**YOUR INSTRUCTIONS**:
In the material below, find the line containing "children of the given kind." and the line containing "one rule on one component.", then reproduce exactly both of them and every line between, and nothing else.

**SOURCE INFORMATION**:
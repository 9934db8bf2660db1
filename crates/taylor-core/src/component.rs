//! Line-addressed component tree consumed by rules and reporters.

use serde::{Deserialize, Serialize};
use std::fmt;

/// Kind of a node in the component tree.
#[derive(Debug, Clone, Copy, PartialEq, Eq, Hash, Serialize, Deserialize)]
#[serde(rename_all = "camelCase")]
pub enum ComponentType {
    /// Class declaration.
    Class,
    /// Struct declaration.
    Struct,
    /// Enum declaration.
    Enum,
    /// Protocol declaration.
    Protocol,
    /// Extension declaration.
    Extension,
    /// Function, method, initializer or accessor.
    Function,
    /// Function or closure parameter.
    Parameter,
    /// Stored or computed variable.
    Variable,
    /// Closure literal.
    Closure,
    /// `if` statement.
    If,
    /// `else if` branch.
    ElseIf,
    /// Trailing `else` branch.
    Else,
    /// `for` loop.
    For,
    /// `while` loop.
    While,
    /// `repeat ... while` loop.
    Repeat,
    /// `switch` statement.
    Switch,
    /// `case` of a switch.
    Case,
    /// `guard` statement.
    Guard,
    /// Bare block of statements.
    Brace,
    /// Comment or documentation comment.
    Comment,
    /// Run of blank lines.
    EmptyLines,
    /// Ternary conditional operator.
    Ternary,
    /// Nil-coalescing operator.
    NilCoalescing,
    /// Logical or operator.
    Or,
    /// Logical and operator.
    And,
    /// Anything else, including the file root.
    Other,
}

impl ComponentType {
    /// Returns true for constructs whose body may arrive wrapped in an extra brace node.
    #[must_use]
    pub fn is_braced(self) -> bool {
        matches!(
            self,
            Self::If | Self::ElseIf | Self::For | Self::While | Self::Repeat | Self::Closure | Self::Guard
        )
    }

    /// Returns true for kinds that make a variable a computed property when nested in it.
    #[must_use]
    pub fn is_significant(self) -> bool {
        matches!(
            self,
            Self::Function
                | Self::Class
                | Self::Struct
                | Self::Enum
                | Self::Protocol
                | Self::Extension
                | Self::For
                | Self::While
                | Self::Repeat
                | Self::If
                | Self::Guard
                | Self::Switch
                | Self::Case
                | Self::Brace
                | Self::Closure
                | Self::Parameter
        )
    }

    /// Returns true for lines that do not count towards a length metric.
    #[must_use]
    pub fn is_redundant_line(self) -> bool {
        matches!(self, Self::Comment | Self::EmptyLines)
    }

    /// Returns true for kinds that name an enclosing type in reports.
    #[must_use]
    pub fn is_type_declaration(self) -> bool {
        matches!(self, Self::Class | Self::Struct | Self::Enum | Self::Extension)
    }

    /// Returns the camelCase name used in serialized output.
    #[must_use]
    pub fn as_str(self) -> &'static str {
        match self {
            Self::Class => "class",
            Self::Struct => "struct",
            Self::Enum => "enum",
            Self::Protocol => "protocol",
            Self::Extension => "extension",
            Self::Function => "function",
            Self::Parameter => "parameter",
            Self::Variable => "variable",
            Self::Closure => "closure",
            Self::If => "if",
            Self::ElseIf => "elseIf",
            Self::Else => "else",
            Self::For => "for",
            Self::While => "while",
            Self::Repeat => "repeat",
            Self::Switch => "switch",
            Self::Case => "case",
            Self::Guard => "guard",
            Self::Brace => "brace",
            Self::Comment => "comment",
            Self::EmptyLines => "emptyLines",
            Self::Ternary => "ternary",
            Self::NilCoalescing => "nilCoalescing",
            Self::Or => "or",
            Self::And => "and",
            Self::Other => "other",
        }
    }
}

impl fmt::Display for ComponentType {
    fn fmt(&self, f: &mut fmt::Formatter<'_>) -> fmt::Result {
        f.write_str(self.as_str())
    }
}

/// Inclusive, 1-based line range.
#[derive(Debug, Clone, Copy, PartialEq, Eq, Hash, Serialize, Deserialize)]
#[serde(rename_all = "camelCase")]
pub struct ComponentRange {
    /// First line.
    pub start_line: usize,
    /// Last line.
    pub end_line: usize,
}

impl ComponentRange {
    /// Creates a new line range.
    #[must_use]
    pub fn new(start_line: usize, end_line: usize) -> Self {
        Self {
            start_line,
            end_line,
        }
    }

    /// Number of lines covered, counting both ends.
    #[must_use]
    pub fn line_count(&self) -> usize {
        (self.end_line + 1).saturating_sub(self.start_line)
    }

    /// Returns true if `other` lies entirely within this range.
    #[must_use]
    pub fn contains(&self, other: &Self) -> bool {
        self.start_line <= other.start_line && self.end_line >= other.end_line
    }
}

impl fmt::Display for ComponentRange {
    fn fmt(&self, f: &mut fmt::Formatter<'_>) -> fmt::Result {
        write!(f, "{}-{}", self.start_line, self.end_line)
    }
}

/// A node of the public, read-only component tree.
#[derive(Debug, Clone, PartialEq, Eq, Serialize, Deserialize)]
pub struct Component {
    /// Node kind.
    #[serde(rename = "type")]
    pub kind: ComponentType,
    /// Lines spanned by the node.
    pub range: ComponentRange,
    /// Declared name, if any.
    #[serde(default, skip_serializing_if = "Option::is_none")]
    pub name: Option<String>,
    /// Children ordered by position in the file.
    #[serde(default, skip_serializing_if = "Vec::is_empty")]
    pub children: Vec<Component>,
}

impl Component {
    /// Creates an unnamed component without children.
    #[must_use]
    pub fn new(kind: ComponentType, range: ComponentRange) -> Self {
        Self {
            kind,
            range,
            name: None,
            children: Vec::new(),
        }
    }

    /// Sets the component name.
    #[must_use]
    pub fn named(mut self, name: impl Into<String>) -> Self {
        self.name = Some(name.into());
        self
    }

    /// Appends a child and returns self.
    #[must_use]
    pub fn with_child(mut self, child: Component) -> Self {
        self.children.push(child);
        self
    }

    /// Appends a child and returns a mutable reference to it.
    pub fn push(&mut self, child: Component) -> &mut Component {
        self.children.push(child);
        let last = self.children.len() - 1;
        &mut self.children[last]
    }

    /// Returns true if the component is of the given kind.
    #[must_use]
    pub fn is_a(&self, kind: ComponentType) -> bool {
        self.kind == kind
    }

    /// Counts direct children of the given kind.
    #[must_use]
    pub fn count_children(&self, kind: ComponentType) -> usize {
        self.children.iter().filter(|c| c.is_a(kind)).count()
    }

    /// Returns the name or `unknown` when absent.
    #[must_use]
    pub fn display_name(&self) -> &str {
        self.name.as_deref().unwrap_or("unknown")
    }

    /// Visits this component and all descendants, parents first.
    pub fn walk<'a>(&'a self, visit: &mut impl FnMut(&'a Component)) {
        visit(self);
        for child in &self.children {
            child.walk(visit);
        }
    }
}
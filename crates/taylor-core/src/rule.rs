//! Rule trait for metric rules over the component tree.

use crate::component::Component;
use crate::config::RuleConfig;
use crate::types::Priority;
use tracing::warn;

/// Result of evaluating one rule on one component.
#[derive(Debug, Clone, PartialEq, Eq)]
pub struct RuleOutcome {
    /// Whether the component satisfies the rule.
    pub is_ok: bool,
    /// Measured value; `None` when the rule does not apply.
    pub value: Option<usize>,
    /// Failure message; `None` unless the rule failed.
    pub message: Option<String>,
}

impl RuleOutcome {
    /// The rule does not apply to this kind of component.
    #[must_use]
    pub fn not_applicable() -> Self {
        Self {
            is_ok: true,
            value: None,
            message: None,
        }
    }

    /// The component was measured and is within the limit.
    #[must_use]
    pub fn pass(value: usize) -> Self {
        Self {
            is_ok: true,
            value: Some(value),
            message: None,
        }
    }

    /// The component was measured and exceeds the limit.
    #[must_use]
    pub fn fail(value: usize, message: impl Into<String>) -> Self {
        Self {
            is_ok: false,
            value: Some(value),
            message: Some(message.into()),
        }
    }

    /// Fails when `value` exceeds `limit`; the message is only built on failure.
    #[must_use]
    pub fn against_limit(value: usize, limit: usize, message: impl FnOnce() -> String) -> Self {
        if value > limit {
            Self::fail(value, message())
        } else {
            Self::pass(value)
        }
    }
}

/// Configurable threshold and priority of a rule.
#[derive(Debug, Clone, Copy, PartialEq, Eq)]
pub struct RuleSettings {
    limit: usize,
    priority: Priority,
}

impl RuleSettings {
    /// Creates settings with the rule's defaults.
    #[must_use]
    pub const fn new(limit: usize, priority: Priority) -> Self {
        Self { limit, priority }
    }

    /// Current limit.
    #[must_use]
    pub fn limit(&self) -> usize {
        self.limit
    }

    /// Current priority.
    #[must_use]
    pub fn priority(&self) -> Priority {
        self.priority
    }

    /// Overrides the limit. Non-positive values are ignored and `false` is returned.
    pub fn set_limit(&mut self, limit: i64) -> bool {
        match usize::try_from(limit) {
            Ok(limit) if limit > 0 => {
                self.limit = limit;
                true
            }
            _ => false,
        }
    }

    /// Overrides the priority. Values outside 1..=4 are ignored and `false` is returned.
    pub fn set_priority(&mut self, priority: i64) -> bool {
        match Priority::new(priority) {
            Some(priority) => {
                self.priority = priority;
                true
            }
            None => false,
        }
    }
}

/// A metric rule evaluated on every component of a file.
///
/// # Example
///
/// ```ignore
/// use taylor_core::{Component, ComponentType, Rule, RuleOutcome, RuleSettings, Priority};
///
/// pub struct TooManyCases {
///     settings: RuleSettings,
/// }
///
/// impl Rule for TooManyCases {
///     fn name(&self) -> &'static str { "TooManyCases" }
///     fn external_info_url(&self) -> &'static str { "https://example.com/cases" }
///     fn settings(&self) -> &RuleSettings { &self.settings }
///     fn settings_mut(&mut self) -> &mut RuleSettings { &mut self.settings }
///
///     fn check(&self, component: &Component) -> RuleOutcome {
///         if !component.is_a(ComponentType::Switch) {
///             return RuleOutcome::not_applicable();
///         }
///         let cases = component.count_children(ComponentType::Case);
///         RuleOutcome::against_limit(cases, self.limit(), || format!("{cases} cases"))
///     }
/// }
/// ```
pub trait Rule: Send + Sync {
    /// Returns the rule name used in reports and configuration (e.g., "NPathComplexity").
    fn name(&self) -> &'static str;

    /// Returns a brief description of what this rule measures.
    fn description(&self) -> &'static str {
        ""
    }

    /// Returns the link to the rule documentation.
    fn external_info_url(&self) -> &'static str;

    /// Returns the current settings.
    fn settings(&self) -> &RuleSettings;

    /// Returns the settings for modification.
    fn settings_mut(&mut self) -> &mut RuleSettings;

    /// Current limit.
    fn limit(&self) -> usize {
        self.settings().limit()
    }

    /// Current priority.
    fn priority(&self) -> Priority {
        self.settings().priority()
    }

    /// Evaluates the rule on one component.
    ///
    /// Components of a kind the rule does not measure yield
    /// [`RuleOutcome::not_applicable`].
    fn check(&self, component: &Component) -> RuleOutcome;

    /// Applies limit and priority overrides. Invalid values are ignored.
    fn configure(&mut self, config: &RuleConfig) {
        let name = self.name();
        if let Some(limit) = config.limit {
            if !self.settings_mut().set_limit(limit) {
                warn!("Ignoring non-positive limit {limit} for {name}");
            }
        }
        if let Some(priority) = config.priority {
            if !self.settings_mut().set_priority(priority) {
                warn!("Ignoring priority {priority} for {name}, expected 1..=4");
            }
        }
    }
}

/// Type alias for boxed Rule trait objects.
pub type RuleBox = Box<dyn Rule>;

**ANSWER BELOW**:
    /// Counts direct children of the given kind.
    #[must_use]
    pub fn count_children(&self, kind: ComponentType) -> usize {
        self.children.iter().filter(|c| c.is_a(kind)).count()
    }

    /// Returns the name or `unknown` when absent.
    #[must_use]
    pub fn display_name(&self) -> &str {
        self.name.as_deref().unwrap_or("unknown")
    }

    /// Visits this component and all descendants, parents first.
    pub fn walk<'a>(&'a self, visit: &mut impl FnMut(&'a Component)) {
        visit(self);
        for child in &self.children {
            child.walk(visit);
        }
    }
}
filename crates/taylor-core/src/rule.rs
//! Rule trait for metric rules over the component tree.

use crate::component::Component;
use crate::config::RuleConfig;
use crate::types::Priority;
use tracing::warn;

/// Result of evaluating one rule on one component.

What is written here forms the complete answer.